Impact of the Three Mile Island Disaster
A combination of equipment failure, human error, and bad luck, the nuclear accident at Three Mile Island stunned the nation and permanently changed the nuclear industry in America. Even though it led to no immediate deaths or injuries to plant workers or members of the nearby community, the TMI accident had a devastating impact on the nuclear power industry - the Nuclear Regulatory Commission has not reviewed an application to build a new nuclear power plant in the United States since. It also brought about sweeping changes involving emergency response planning, reactor operator training, human factors engineering, radiation protection, and many other areas of nuclear power plant operations.

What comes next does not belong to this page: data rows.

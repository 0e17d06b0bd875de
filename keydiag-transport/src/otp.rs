//! OTP application state, read from the keyboard interface status report.

use std::fmt;

use crate::device::Version;
use crate::error::{Error, Result};
use crate::hid::OtpHidConnection;

// Config-valid flags in the touch level word (firmware >= 2.1).
const CONFIG1_VALID: u16 = 0x0001;
const CONFIG2_VALID: u16 = 0x0002;

/// Decoded status report: firmware version, programming sequence and
/// which of the two OTP slots hold a configuration.
#[derive(Debug, Clone, PartialEq, Eq)]
pub struct OtpState {
    pub version: Version,
    pub sequence: u8,
    pub slot1_configured: bool,
    pub slot2_configured: bool,
}

impl OtpState {
    pub(crate) fn parse(report: &[u8]) -> Result<Self> {
        if report.len() < 6 {
            return Err(Error::InvalidResponse(format!(
                "status report of {} bytes",
                report.len()
            )));
        }
        let flags = u16::from_le_bytes([report[4], report[5]]);
        Ok(OtpState {
            version: Version::from_bytes(&report[..3])?,
            sequence: report[3],
            slot1_configured: flags & CONFIG1_VALID != 0,
            slot2_configured: flags & CONFIG2_VALID != 0,
        })
    }
}

impl fmt::Display for OtpState {
    fn fmt(&self, f: &mut fmt::Formatter<'_>) -> fmt::Result {
        write!(
            f,
            "OtpState(version={}, slot1_configured={}, slot2_configured={})",
            self.version, self.slot1_configured, self.slot2_configured
        )
    }
}

/// Reads the OTP application state.
pub struct OtpSession<'a> {
    conn: &'a mut OtpHidConnection,
}

impl<'a> OtpSession<'a> {
    pub fn new(conn: &'a mut OtpHidConnection) -> Self {
        OtpSession { conn }
    }

    pub fn read_state(&mut self) -> Result<OtpState> {
        let report = self.conn.read_status()?;
        OtpState::parse(&report)
    }
}

#[cfg(test)]
mod tests {
    use super::*;

    #[test]
    fn test_parses_status_report() {
        let state = OtpState::parse(&[5, 4, 3, 7, 0x01, 0x00, 0, 0]).unwrap();
        assert_eq!(state.version, Version::new(5, 4, 3));
        assert_eq!(state.sequence, 7);
        assert!(state.slot1_configured);
        assert!(!state.slot2_configured);
        assert_eq!(
            state.to_string(),
            "OtpState(version=5.4.3, slot1_configured=true, slot2_configured=false)"
        );
    }

    #[test]
    fn test_short_report_is_rejected() {
        assert!(OtpState::parse(&[5, 4, 3]).is_err());
    }
}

Health Effects of Three Mile Island
Various studies on health effects, including a 2002 study conducted by the University of Pittsburgh, have determined the average radiation dose to individuals near Three Mile Island at the time of the meltdown was about 1 millirem - much less than the average, annual, natural background dose for residents of the central Pennsylvania region. Twenty-five years later, there has been no significant rise in cancer deaths among residents living near the Three Mile Island site. A new analysis of health statistics in the region conducted by the Radiation and Public Health Project has, however, found that death rates for infants, children, and the elderly soared in the first two years after the Three Mile Island accident in Dauphin and surrounding counties.

Three Mile Island Today
Today, the TMI-2 reactor is permanently shut down and defueled, with the reactor coolant system drained, the radioactive water decontaminated and evaporated, radioactive waste shipped off-site to an appropropriate disposal site, reactor fuel and core debris shipped off-site to a Department of Energy facility, and the remainder of the site being monitored. The owner says it will keep the facility in long-term, monitored storage until the operating license for the TMI-1 plant expires on April 1, 2014, at which time both plants will be decommissioned.